*** Opening ENTRIES SHOWN ***

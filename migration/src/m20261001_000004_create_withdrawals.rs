use sea_orm_migration::prelude::*;

use super::m20261001_000001_create_actors::Actors;

#[derive(DeriveMigrationName)]
pub struct Migration;

#[async_trait::async_trait]
impl MigrationTrait for Migration {
  async fn up(&self, manager: &SchemaManager) -> Result<(), DbErr> {
    manager
      .create_table(
        Table::create()
          .table(Withdrawals::Table)
          .if_not_exists()
          .col(
            ColumnDef::new(Withdrawals::Id)
              .integer()
              .not_null()
              .auto_increment()
              .primary_key(),
          )
          .col(ColumnDef::new(Withdrawals::AgentId).big_integer().not_null())
          .col(ColumnDef::new(Withdrawals::Amount).big_integer().not_null())
          .col(
            ColumnDef::new(Withdrawals::Status)
              .string()
              .not_null()
              .default("pending"),
          )
          .col(ColumnDef::new(Withdrawals::WithdrawalType).string().not_null())
          .col(ColumnDef::new(Withdrawals::Reference).string().not_null())
          .col(ColumnDef::new(Withdrawals::RequestedAt).date_time().not_null())
          .col(ColumnDef::new(Withdrawals::ProcessedAt).date_time().null())
          .col(ColumnDef::new(Withdrawals::ProcessedBy).big_integer().null())
          .col(ColumnDef::new(Withdrawals::Remarks).string().null())
          .col(ColumnDef::new(Withdrawals::FailureReason).string().null())
          .foreign_key(
            ForeignKey::create()
              .name("fk_withdrawals_agent")
              .from(Withdrawals::Table, Withdrawals::AgentId)
              .to(Actors::Table, Actors::Id)
              .on_delete(ForeignKeyAction::Cascade),
          )
          .to_owned(),
      )
      .await?;

    manager
      .create_index(
        Index::create()
          .name("idx_withdrawals_reference")
          .table(Withdrawals::Table)
          .col(Withdrawals::Reference)
          .unique()
          .to_owned(),
      )
      .await?;

    manager
      .create_index(
        Index::create()
          .name("idx_withdrawals_agent")
          .table(Withdrawals::Table)
          .col(Withdrawals::AgentId)
          .to_owned(),
      )
      .await?;

    manager
      .create_index(
        Index::create()
          .name("idx_withdrawals_status")
          .table(Withdrawals::Table)
          .col(Withdrawals::Status)
          .to_owned(),
      )
      .await
  }

  async fn down(&self, manager: &SchemaManager) -> Result<(), DbErr> {
    manager.drop_table(Table::drop().table(Withdrawals::Table).to_owned()).await
  }
}

#[derive(DeriveIden)]
enum Withdrawals {
  Table,
  Id,
  AgentId,
  Amount,
  Status,
  WithdrawalType,
  Reference,
  RequestedAt,
  ProcessedAt,
  ProcessedBy,
  Remarks,
  FailureReason,
}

*** Closing ENTRIES SHOWN ***

[WHAT THE TASK REQUIRES]: Work out the number of lines in the entries above that hold the word "Remarks", giving the number without comment.

[FINISHED EXERCISE]: 2